Rockhampton Wharf, 1888. |
This prison was officially proclaimed open on 29 March 1864, making Rockhampton the secondtown in Queensland (after Brisbane) to have such a facility. Prior to the building opening as a prison it was used to house victims of severe floods in the area. Unlike the one at Petrie Terrace, this prison was based on the discredited ‘associated system’, whereby inmates were housed in large communal wards instead of separate cells. As was said in the Rockhampton Bulletin, ‘is this not an admirable school for crime, where graduates are instructed by the great masters?’
“There are at present about 40 prisoners in the gaol, the number including one female; but there is proper accommodation for only 30 – viz. 12 in each of the two association wards, instead of 18, as at present, and there are six single cells. The latter, however, are not all available, as one of the cells, small, and close as an oven, is used as a guard-room, while two are set apart for the cooks, and two for female confines – a magnificent suite of apartments, truly. There is just one cell vacant.”
(The Bulletin [Rockhampton], 7 April 1877)
The vacant cell was the condemned cell, which had its own private but very small yard. Seven men were executed at the prison, all of them during 1868-75.

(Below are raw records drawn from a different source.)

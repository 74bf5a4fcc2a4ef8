//! Ladder Nonlinearities
//!
//! Every transistor in a ladder filter saturates. The digital models below
//! approximate that with a memoryless transfer function applied somewhere in
//! the loop: at the input, after every stage, or only at the output.
//!
//! # Why the shape matters
//!
//! Feedback around four poles is what makes the filter resonate. Near full
//! resonance the loop gain reaches the point where the filter would grow
//! without bound if it were linear. A bounded nonlinearity inside the loop
//! caps that growth, so instead of exploding the filter settles into a
//! steady sine at the cutoff frequency (self-oscillation).
//!
//! # Transfer functions used by the bank
//!
//! Clipper (Stilson):
//!   f(x) = 0.5 * (|x + 0.95| - |x - 0.95|)
//!   - Piecewise linear, hard knee at +/-0.95
//!   - Cheapest possible bound, two `abs` and a subtract
//!
//! Rational tanh (Microtracker):
//!   f(x) = x * (27 + x^2) / (27 + 9x^2),   x limited to +/-3
//!   - Matches tanh to within 0.025 over the limited range
//!   - Limiting the input first keeps the output bounded at +/-1
//!
//! Cubic clip (MusicDSP):
//!   f(y) = y - y^3 / 6,   y limited to +/-sqrt(2)
//!   - Band-limited (only adds the 3rd harmonic)
//!   - Rolls over past sqrt(2), so the input is limited there
//!
//! Scaled cubic (RK simulation):
//!   f(v) = s * (c - c^3 / 3),   c = clamp(v / s, -1, 1)
//!   - `s` sets the ceiling; output stays within +/-2s/3

use std::f64::consts::SQRT_2;

/// Denormal guard threshold.
pub const SNAP_THRESHOLD: f64 = 1.0e-8;

/// Knee of the Stilson clipper.
const CLIP_KNEE: f64 = 0.95;

/// Input range over which the rational tanh is evaluated.
const FAST_TANH_LIMIT: f64 = 3.0;

/// Piecewise-linear saturator used between the Stilson ladder stages.
#[inline]
pub fn moog_saturate(x: f64) -> f64 {
    let x1 = (x + CLIP_KNEE).abs();
    let x2 = (x - CLIP_KNEE).abs();
    0.5 * (x1 - x2)
}

/// Rational tanh approximation, bounded to [-1, 1].
///
/// At the limit (|x| = 3) the rational evaluates to exactly 1, so the clamp
/// does not introduce a discontinuity.
#[inline]
pub fn fast_tanh(x: f64) -> f64 {
    let x = x.clamp(-FAST_TANH_LIMIT, FAST_TANH_LIMIT);
    let x2 = x * x;
    x * (27.0 + x2) / (27.0 + 9.0 * x2)
}

/// Cubic soft clip applied to the last MusicDSP stage.
#[inline]
pub fn cubic_soft_clip(y: f64) -> f64 {
    let y = y.clamp(-SQRT_2, SQRT_2);
    y - (y * y * y) / 6.0
}

/// Scaled cubic limiter used inside the RK derivative evaluation.
///
/// `saturation_inv` is `1.0 / saturation`, passed in so callers can cache it.
#[inline]
pub fn soft_limit(value: f64, saturation: f64, saturation_inv: f64) -> f64 {
    let c = (value * saturation_inv).clamp(-1.0, 1.0);
    saturation * (c - (1.0 / 3.0) * c * c * c)
}

/// Flush values too small to matter to exactly zero.
///
/// Decaying feedback loops otherwise drift into subnormal range, where some
/// CPUs fall off a performance cliff.
#[inline]
pub fn snap_to_zero(x: f64) -> f64 {
    if x > -SNAP_THRESHOLD && x < SNAP_THRESHOLD {
        0.0
    } else {
        x
    }
}
//! Benchmarks for each ladder model.

use std::hint::black_box;

use criterion::{BenchmarkId, Criterion};
use saavy_ladder::dsp::ladder::{Ladder, LadderFilter, LadderModel, Oberheim, RkSimulation};

use crate::BLOCK_SIZES;

pub fn bench_ladder(c: &mut Criterion) {
    let mut group = c.benchmark_group("dsp/ladder");

    for &size in BLOCK_SIZES {
        // Generate a test signal (sawtooth-like ramp)
        let input: Vec<f32> = (0..size)
            .map(|i| (i as f32 / size as f32) * 2.0 - 1.0)
            .collect();

        // Runtime-selected models, one match per block
        for model in LadderModel::ALL {
            let mut filter = Ladder::from_model(model, 48_000.0);
            filter.set_cutoff(1000.0);
            filter.set_resonance(0.7);
            let mut buffer = input.clone();
            group.bench_with_input(BenchmarkId::new(model.name(), size), &size, |b, _| {
                b.iter(|| {
                    buffer.copy_from_slice(&input);
                    filter.process(black_box(&mut buffer));
                })
            });
        }

        // Concrete type, for comparison with the enum dispatch above
        let mut filter = Oberheim::new(48_000.0);
        filter.set_cutoff(1000.0);
        filter.set_resonance(0.7);
        let mut buffer = input.clone();
        group.bench_with_input(BenchmarkId::new("oberheim-static", size), &size, |b, _| {
            b.iter(|| {
                buffer.copy_from_slice(&input);
                filter.process(black_box(&mut buffer));
            })
        });
    }

    group.finish();
}

pub fn bench_rk_oversample(c: &mut Criterion) {
    let mut group = c.benchmark_group("dsp/ladder_rk_oversample");
    let size = 256;
    let input: Vec<f32> = (0..size)
        .map(|i| (i as f32 / size as f32) * 2.0 - 1.0)
        .collect();

    for factor in [1, 2, 4, 8, 16] {
        let mut filter = RkSimulation::with_oversample(48_000.0, factor);
        filter.set_cutoff(5000.0);
        filter.set_resonance(0.9);
        let mut buffer = input.clone();
        group.bench_with_input(BenchmarkId::new("rk-simulation", factor), &factor, |b, _| {
            b.iter(|| {
                buffer.copy_from_slice(&input);
                filter.process(black_box(&mut buffer));
            })
        });
    }

    group.finish();
}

Rockhampton Gaol, 1868. The two rows of cells shown to the side here were planned but never built. |
In the late 1870s the prison was in poor repair and being heavily criticised in the local press:
“The site is bad. The building stands on a mud flat, the foundations have yielded, and the brick walls show several fissures, two of which extend from top to bottom, while one permits the daylight to pass through, and would afford capital loopholes for a garrison. But for their wooden supports, the walls would have crumbled to pieces long ago. Then, the large door is rotten. If reports be correct, a panel fell out on one occasion; and the patchwork is conspicuous, a thin piece of wood figuring transversely in one place, and a bit of tin in another, while decayed portions of the original door could be pulled off by the hand. A few blows from a sledge hammer would send the whole thing to pieces. This may do very well here, but the “boys” of the “Far West” would only laugh at such a barrier, and certainly King Lynch wouldn’t stand it a day. Further, there is no inner gate, a fact requiring no comment. All this insecurity necessarily throws additional work on the warders, who have thus to be excessively vigilant.”
(The Bulletin [Rockhampton], 7 April 1877)
This decaying building was closed when a new prison, known locally as the ‘North Street Gaol’, opened in 1884. No known photographs of the first facility have survived.